Jean-Paul Sartre, de la liberté individuelle à la libération par le collectivisme

Publié Par Aleps, le dans Philosophie

Pour retrouver la liberté individuelle, il faut repartir d’un collectif. Ce sera le grand message de mai 68 de Jean-Paul Sartre. Ce n’est que par le groupe, par le rassemblement des révolutionnaires que l’on peut marcher vers la liberté.

Un article de l’aleps.

Il est certain que la popularité de Jean-Paul Sartre (1905-1980) est davantage liée à son engagement politique qu’à l’originalité de sa philosophie, même s’il a été salué, à tort, comme « le père de l’existentialisme ». Sartre doit d’ailleurs faire souvent le grand écart entre ses positions politiques et sa philosophie.

Ce n’est pas surprenant, compte tenu de la « souplesse » de ses engagements. Sous l’occupation, Sartre est censé faire de la résistance, mais il multiplie les pièces de théâtre très appréciées des officiers allemands et des officiels pétainistes. On le voit encore se déclarer ennemi de l’URSS, puis ami des communistes jusqu’à vanter la liberté d’expression en Union soviétique, puis enfin accueillir des dissidents russes au nom de la liberté.

Visiblement, pour lui l’important est d’être à la tête du mouvement des idées, d’être la référence, le « maître ». Il est donc de toutes les manifestations, de toutes les pétitions. A-t-il un tel sens du devoir de l’intellectuel (ce qu’il prétend) ou soigne-t-il sa gloire personnelle ?

Saint Germain des Prés

Sa gloire est au plus haut dans les années 1950. Sartre s’est bien sûr illustré par ses positions contre la guerre de Corée, la guerre d’Indochine, puis la guerre d’Algérie, contre la torture, contre le capitalisme, contre les Américains, mais aussi contre le gaullisme. À l’occasion de l’affaire Henri Martin, un ouvrier de l’Arsenal de Toulon communiste faisant de la propagande anti-militariste, poursuivi et condamné, Sartre se rapproche du Parti. Mais c’est surtout à Saint Germain des Prés qu’il doit sa célébrité. Dans les années 1950, au sortir de la guerre et des restrictions, la mode exige de se libérer, d’écouter du jazz, d’assister à des pièces d’avant-garde.

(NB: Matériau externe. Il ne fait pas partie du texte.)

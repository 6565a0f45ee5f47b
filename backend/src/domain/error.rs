//! Domain-level error type.
//!
//! Transport agnostic: inbound adapters map it to HTTP responses, so the
//! domain and services never import framework types to fail.

use serde::Serialize;
use serde_json::Value;
use utoipa::ToSchema;

use crate::middleware::trace::TraceId;

/// Stable machine-readable error code describing the failure category.
#[derive(Debug, Clone, Copy, PartialEq, Eq, Hash, Serialize, ToSchema)]
#[non_exhaustive]
#[serde(rename_all = "snake_case")]
pub enum ErrorCode {
    /// The request is malformed or fails validation.
    InvalidRequest,
    /// Authentication failed or is missing.
    Unauthorized,
    /// Authenticated but not permitted to perform this action.
    Forbidden,
    /// The requested resource does not exist.
    NotFound,
    /// The request conflicts with existing state.
    Conflict,
    /// A required dependency is unavailable.
    ServiceUnavailable,
    /// An unexpected error occurred inside the domain.
    InternalError,
}

/// Validation errors emitted by the fallible constructors.
#[derive(Debug, Clone, Copy, PartialEq, Eq, thiserror::Error)]
pub enum ErrorValidationError {
    /// The error message was empty once trimmed.
    #[error("error message must not be empty")]
    EmptyMessage,
}

/// Domain error payload.
///
/// ## Invariants
/// - `message` is non-empty once trimmed of whitespace.
///
/// # Examples
/// ```
/// use backend::domain::{Error, ErrorCode};
///
/// let err = Error::not_found("missing");
/// assert_eq!(err.code(), ErrorCode::NotFound);
/// ```
#[derive(Debug, Clone, PartialEq, Serialize, ToSchema)]
#[serde(rename_all = "camelCase")]
pub struct Error {
    #[schema(example = "not_found")]
    code: ErrorCode,
    #[schema(example = "Review not found")]
    message: String,
    #[serde(skip_serializing_if = "Option::is_none")]
    details: Option<Value>,
    #[serde(skip_serializing_if = "Option::is_none")]
    trace_id: Option<String>,
}

impl Error {
    /// Create a new error, panicking if validation fails.
    ///
    /// Prefer this for literal messages; use [`Error::try_new`] for
    /// runtime-built ones.
    pub fn new(code: ErrorCode, message: impl Into<String>) -> Self {
        match Self::try_new(code, message) {
            Ok(value) => value,
            Err(err) => panic!("error messages must satisfy validation: {err}"),
        }
    }

    /// Fallible constructor that validates the message content.
    ///
    /// Captures the current request trace id when one is in scope.
    pub fn try_new(
        code: ErrorCode,
        message: impl Into<String>,
    ) -> Result<Self, ErrorValidationError> {
        let message = message.into();
        if message.trim().is_empty() {
            return Err(ErrorValidationError::EmptyMessage);
        }
        Ok(Self {
            code,
            message,
            details: None,
            trace_id: TraceId::current().map(|id| id.to_string()),
        })
    }

    /// Stable machine-readable error code.
    pub fn code(&self) -> ErrorCode {
        self.code
    }

    /// Human-readable message returned to adapters.
    pub fn message(&self) -> &str {
        self.message.as_str()
    }

    /// Supplementary structured details for adapters.
    pub fn details(&self) -> Option<&Value> {
        self.details.as_ref()
    }

    /// Request trace id captured at construction, if any.
    pub fn trace_id(&self) -> Option<&str> {
        self.trace_id.as_deref()
    }

    /// Attach structured details to the error.
    pub fn with_details(mut self, details: Value) -> Self {
        self.details = Some(details);
        self
    }

    /// Override the captured trace id.
    pub fn with_trace_id(mut self, trace_id: impl Into<String>) -> Self {
        self.trace_id = Some(trace_id.into());
        self
    }

    /// Convenience constructor for [`ErrorCode::InvalidRequest`].
    pub fn invalid_request(message: impl Into<String>) -> Self {
        Self::new(ErrorCode::InvalidRequest, message)
    }

    /// Convenience constructor for [`ErrorCode::Unauthorized`].
    pub fn unauthorized(message: impl Into<String>) -> Self {
        Self::new(ErrorCode::Unauthorized, message)
    }

    /// Convenience constructor for [`ErrorCode::Forbidden`].
    pub fn forbidden(message: impl Into<String>) -> Self {
        Self::new(ErrorCode::Forbidden, message)
    }

    /// Convenience constructor for [`ErrorCode::NotFound`].
    pub fn not_found(message: impl Into<String>) -> Self {
        Self::new(ErrorCode::NotFound, message)
    }

    /// Convenience constructor for [`ErrorCode::Conflict`].
    pub fn conflict(message: impl Into<String>) -> Self {
        Self::new(ErrorCode::Conflict, message)
    }

    /// Convenience constructor for [`ErrorCode::ServiceUnavailable`].
    pub fn service_unavailable(message: impl Into<String>) -> Self {
        Self::new(ErrorCode::ServiceUnavailable, message)
    }

    /// Convenience constructor for [`ErrorCode::InternalError`].
    pub fn internal(message: impl Into<String>) -> Self {
        Self::new(ErrorCode::InternalError, message)
    }
}

impl std::fmt::Display for Error {
    fn fmt(&self, f: &mut std::fmt::Formatter<'_>) -> std::fmt::Result {
        write!(f, "{}", self.message)
    }
}

impl std::error::Error for Error {}

#[cfg(test)]
mod tests {
    //! Regression coverage for this module.

    use rstest::rstest;
    use serde_json::json;

    use super::*;

    #[rstest]
    #[case(Error::invalid_request("bad"), ErrorCode::InvalidRequest)]
    #[case(Error::unauthorized("who"), ErrorCode::Unauthorized)]
    #[case(Error::forbidden("no"), ErrorCode::Forbidden)]
    #[case(Error::not_found("gone"), ErrorCode::NotFound)]
    #[case(Error::conflict("dup"), ErrorCode::Conflict)]
    #[case(Error::service_unavailable("down"), ErrorCode::ServiceUnavailable)]
    #[case(Error::internal("boom"), ErrorCode::InternalError)]
    fn constructors_set_codes(#[case] error: Error, #[case] expected: ErrorCode) {
        assert_eq!(error.code(), expected);
    }

    #[rstest]
    fn try_new_rejects_empty_messages() {
        let result = Error::try_new(ErrorCode::InvalidRequest, "   ");
        assert!(matches!(result, Err(ErrorValidationError::EmptyMessage)));
    }

    #[rstest]
    fn trace_id_is_none_outside_request_scope() {
        let error = Error::internal("boom");
        assert!(error.trace_id().is_none());
    }

    #[rstest]
    fn details_round_trip() {
        let error = Error::invalid_request("bad").with_details(json!({ "field": "rating" }));
        let value = serde_json::to_value(&error).expect("error serialises");
        assert_eq!(value["code"], "invalid_request");
        assert_eq!(value["details"]["field"], "rating");
        assert!(value.get("traceId").is_none());
    }

    #[rstest]
    fn with_trace_id_overrides() {
        let error = Error::internal("boom").with_trace_id("abc");
        assert_eq!(error.trace_id(), Some("abc"));
    }
}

La mode draine donc vers Sartre tout ce que Paris compte de « libérés » de toutes sortes : l’essentiel, dit le maître, n’est-il pas d’exister ? N’est-il pas le philosophe de la liberté individuelle sans borne ?

Existentialisme et liberté

La philosophie de Sartre s’inspire dans un premier temps de la phénoménologie de Husserl : l’homme est évolution, dans son existence l’homme se transforme. Sartre emprunte aussi à Heidegger (certains disent à Nietzsche) l’idée de l’élan vital qui pousse l’homme à devenir lui-même. Comme Nietzsche, Sartre affirme que Dieu est mort, et par conséquent l’homme ne répond à aucun appel, à aucune détermination métaphysique. L’homme est entièrement libre, il est lui-même, et rien de plus. Mais cet individualisme anarchiste ne se réalise que dans un contexte où l’homme peut être lui-même. Or l’homme est aliéné dans des régimes comme le capitalisme, il ne peut plus y être réellement libre.

D’autre part, la liberté individuelle a aussi une dimension sur la liberté des autres. « L’enfer c’est les autres » : limitation de ma liberté par la prise en compte du moi social.

Les disciples de Sartre vont donner à sa philosophie une traduction toute simple : je suis libre de faire n’importe quoi à condition que je fasse la révolution contre la société d’aliénation mise en place par le capitalisme. Pour être libre, il faut être révolutionnaire.

La libération par le collectivisme

La révolution ne se fait pas tout seul. Pour retrouver la liberté individuelle, il faut repartir d’un collectif. Ce sera le grand message de mai 68. Ce n’est que par le groupe, par le rassemblement des révolutionnaires que l’on peut marcher vers la liberté. Sartre est aux côtés des étudiants de la Sorbonne, de Daniel Cohn-Bendit. « Il est interdit d’interdire » : ce slogan est bien celui de l’anarchiste, mais l’individualisme a disparu, parce que l’homme a le devoir de s’engager (comme il l’a fait lui-même) pour libérer l’humanité : « L’existentialisme est un humanisme ».

Sartre a ainsi multiplié les contradictions, mais ses disciples ont certainement compris ce que Sartre voulait dire : le maître ne pouvait se tromper. Mais il aimait bien tromper les autres.